Salamanca’s Shinners wins top award for Big 30 linemen
The hard-nosed, tough defense and running game identity of the Salamanca Warriors over the last two seasons owed a lot to the young man wearing No. 77 on both lines.
For the last four years, the Warriors could count on Kody Shinners up front and his presence only grew with age until his senior year. Last spring, Shinners made the Olean Times Herald’s New York All-Star team. This year, after a full season for both New York and Pennsylvania, Shinners earned a Big 30 All-Star spot on the defensive line and topped it off by winning the committee’s vote for its lineman of the year.
“Kody has kind of been the face of our identity the last few years,” third-year Warriors coach Chad Bartoszek said. “A lot of that has to do with his play going back to 2019. He started when he was a freshman (in 2018), which was just out of necessity and then my first year in '19, he was a sophomore, really good, just really raw, still just trying to muscle through everybody and just use his size and speed. What he came into in the spring and then into the fall was more of a polished football player.
“His identity along with a few other of our big kids has kind of made us who we've been: just big, tough, physical up front and we've really controlled the line of scrimmage for two seasons now, really making things tricky for opposing offenses and our run game saw the benefits this year offensively with a 1,000-yard rusher in Jesse Stahlman.”
Named in honor of James Russell and E.B. Fitzpatrick, the Unsung Lineman of the Year award aims to recognize one of the big men up front who pave the way for the players who get the headlines and other accolades. After the award’s inception in 1980, Salamanca linemen had won the honor five previous times, but not since Jeremy John in 1992.
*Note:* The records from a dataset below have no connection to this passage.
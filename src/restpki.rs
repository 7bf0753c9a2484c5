//! REST signing service client.
//!
//! Domains flagged with the `restPki` restriction sign through a
//! server-mediated workflow instead of handing raw data to the page: the
//! relay fetches the pending signature, lets the server validate the chosen
//! certificate, signs the server-provided digest natively and posts the
//! result back. The page only ever sees the final outcome.

// ============================================================================
// Imports
// ============================================================================

use reqwest::StatusCode;
use serde_json::Value;
use tracing::debug;

use crate::error::{Error, Result, RestPkiErrorKind};

// ============================================================================
// Well-Known Endpoints
// ============================================================================

/// Service endpoints that are allowed to bypass page licensing.
pub const WELL_KNOWN_ENDPOINTS: &[&str] = &["https://restpki.lacunasoftware.com/"];

/// Returns `true` if the base URL is one of the well-known endpoints.
#[must_use]
pub fn is_well_known(base_url: &str) -> bool {
    let normalized = normalize(base_url);
    WELL_KNOWN_ENDPOINTS.iter().any(|e| *e == normalized)
}

fn normalize(base_url: &str) -> String {
    let trimmed = base_url.trim();
    if trimmed.ends_with('/') {
        trimmed.to_string()
    } else {
        format!("{trimmed}/")
    }
}

// ============================================================================
// RestPkiClient
// ============================================================================

/// Client for the pending-signature API.
#[derive(Debug, Clone)]
pub struct RestPkiClient {
    http: reqwest::Client,
    base_url: String,
}

impl RestPkiClient {
    /// Creates a client for the given base URL; `None` selects the default
    /// well-known endpoint.
    #[must_use]
    pub fn new(http: reqwest::Client, base_url: Option<String>) -> Self {
        let base_url = normalize(
            base_url
                .as_deref()
                .unwrap_or(WELL_KNOWN_ENDPOINTS[0]),
        );
        Self { http, base_url }
    }

    /// Returns the normalized base URL.
    #[inline]
    #[must_use]
    pub fn base_url(&self) -> &str {
        &self.base_url
    }

    fn pending_url(&self, token: &str) -> String {
        format!(
            "{}Api/PendingSignatures/{}",
            self.base_url,
            urlencoding::encode(token)
        )
    }

    /// Fetches the pending signature for a token.
    ///
    /// # Errors
    ///
    /// Returns [`Error::RestPki`] with the get-pending-signature kind on any
    /// HTTP or decoding failure.
    pub async fn get_pending_signature(&self, token: &str) -> Result<Value> {
        debug!(token, "fetching pending signature");
        let result: std::result::Result<Value, reqwest::Error> = async {
            self.http
                .get(self.pending_url(token))
                .send()
                .await?
                .error_for_status()?
                .json()
                .await
        }
        .await;
        result.map_err(|e| {
            Error::rest_pki(
                RestPkiErrorKind::GetPendingSignature,
                format!("Could not get pending signature: {e}"),
            )
        })
    }

    /// Posts the chosen certificate for server-side validation.
    ///
    /// Returns the server's signature parameters (digest to sign, digest
    /// algorithm) on success.
    ///
    /// # Errors
    ///
    /// An HTTP 422 means the certificate failed validation and maps to
    /// [`Error::RestPki`] with the invalid-certificate kind carrying the
    /// joined validation messages. Other failures map to the
    /// post-signature kind.
    pub async fn post_certificate(&self, token: &str, certificate: &str) -> Result<Value> {
        let url = format!("{}/Certificate", self.pending_url(token));
        let response = self
            .http
            .post(url)
            .json(&serde_json::json!({ "certificate": certificate }))
            .send()
            .await
            .map_err(post_failure)?;

        if response.status() == StatusCode::UNPROCESSABLE_ENTITY {
            let body: Value = response.json().await.unwrap_or(Value::Null);
            return Err(Error::rest_pki(
                RestPkiErrorKind::InvalidCertificate,
                validation_results_to_string(&body),
            ));
        }
        let response = response.error_for_status().map_err(post_failure)?;
        response.json().await.map_err(post_failure)
    }

    /// Posts the completed signature.
    ///
    /// # Errors
    ///
    /// Returns [`Error::RestPki`] with the post-signature kind on any HTTP
    /// or decoding failure.
    pub async fn post_signature(&self, token: &str, signature: &str) -> Result<Value> {
        let url = format!("{}/Signature", self.pending_url(token));
        let result: std::result::Result<Value, reqwest::Error> = async {
            self.http
                .post(url)
                .json(&serde_json::json!({ "signature": signature }))
                .send()
                .await?
                .error_for_status()?
                .json()
                .await
        }
        .await;
        result.map_err(post_failure)
    }
}

fn post_failure(e: reqwest::Error) -> Error {
    Error::rest_pki(
        RestPkiErrorKind::PostSignature,
        format!("Could not post to signature service: {e}"),
    )
}

/// Joins the validation messages of a 422 body with ` / `.
///
/// Falls back to the top-level message, then to a generic text, when the
/// body does not carry a result list.
#[must_use]
pub fn validation_results_to_string(body: &Value) -> String {
    let messages: Vec<&str> = body
        .get("validationResults")
        .and_then(|r| r.get("errors"))
        .and_then(Value::as_array)
        .map(|errors| {
            errors
                .iter()
                .filter_map(|e| e.get("message").and_then(Value::as_str))
                .collect()
        })
        .unwrap_or_default();

    if !messages.is_empty() {
        return messages.join(" / ");
    }
    body.get("message")
        .and_then(Value::as_str)
        .unwrap_or("The certificate failed validation")
        .to_string()
}

// ============================================================================
// Tests
// ============================================================================

#[cfg(test)]
mod tests {
    use super::*;

    use serde_json::json;

    #[test]
    fn test_well_known_normalization() {
        assert!(is_well_known("https://restpki.lacunasoftware.com/"));
        assert!(is_well_known("https://restpki.lacunasoftware.com"));
        assert!(!is_well_known("https://restpki.evil.example/"));
    }

    #[test]
    fn test_default_base_url() {
        let client = RestPkiClient::new(reqwest::Client::new(), None);
        assert_eq!(client.base_url(), "https://restpki.lacunasoftware.com/");
    }

    #[test]
    fn test_pending_url_encodes_token() {
        let client = RestPkiClient::new(
            reqwest::Client::new(),
            Some("https://pki.example.com".into()),
        );
        assert_eq!(
            client.pending_url("a b/c"),
            "https://pki.example.com/Api/PendingSignatures/a%20b%2Fc"
        );
    }

    #[test]
    fn test_validation_messages_join() {
        let body = json!({
            "validationResults": {
                "errors": [
                    {"message": "Certificate expired"},
                    {"message": "Untrusted root"}
                ]
            }
        });
        assert_eq!(
            validation_results_to_string(&body),
            "Certificate expired / Untrusted root"
        );
    }

    #[test]
    fn test_validation_fallbacks() {
        assert_eq!(
            validation_results_to_string(&json!({"message": "nope"})),
            "nope"
        );
        assert_eq!(
            validation_results_to_string(&Value::Null),
            "The certificate failed validation"
        );
    }
}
Shinners said he and his fellow linemen enjoyed making the way for Stahlman, even if their position doesn’t always get the recognition.
“We like to see Jesse do good,” he said. “We wish we could get a little bit more credit, but it's the name of the game.”
The Warriors used their size to an advantage in a 7-2 season, often able to impose their will on fellow Class C South teams or non-league opponents.
“I feel that we were one of the biggest lines in the league,” Shinners said. “We'd use it to our advantage in bad weather games when we could ground and pound. Not only we'd use our size for running, we'd use it for passing to give our quarterback enough time to throw the ball.”
Over the course of his career, Shinners worked to become a leader for his teammates and improve his sportsmanship on the field.
“We tried to stay classy and just win the game in between the whistles,” Shinners said.
Shinners said on defense he was happy to play the run or the pass, but he got more chances to put up numbers against the latter.
“I feel I do a little bit of both. More of a pass rusher because when it's like a rush situation I usually get double-teamed, so it's a little bit more work to get to the ball. But usually a pass-rush situation is just one-on-one and I can usually beat that guy.”
Salamanca's Kody Shinners (middle) chases down Southwestern quarterback Aidan Kennedy (18) for a sack, one of eight the defensive lineman produced this year. - Press file photo
Shinners made 58 tackles and eight sacks. He brought constant pressure up the middle and attracted multiple blockers in the run game.
“He's kind of got a rare combination of that speed and strength where he not only gets penetration but he's lateral and side to side,” Bartoszek said. “He led our team in tackles, he was right up there with our middle linebacker. Jesse had more combined tackles as a middle backer but Kody had the most solo tackles on the team and that just shows he was getting a lot of tackles for losses, getting a lot of tackles down the line, he had six sacks, which he could probably have had a little more but people run so much spread offense, you don't know if they're running or passing.”
Bartoszek commended the senior for his maturity and leadership over the last three years.
“He became a leader, a captain, he hasn't missed practice in the three years I've been here, so he's kind of become a part of our identity,” Bartoszek said. “It's going to be hard to lose him. We're going to have to adjust because we always knew those gaps were taken care of with him and offensively he was always finishing blocks and really I think that just got to people and other teams after quarter after quarter.”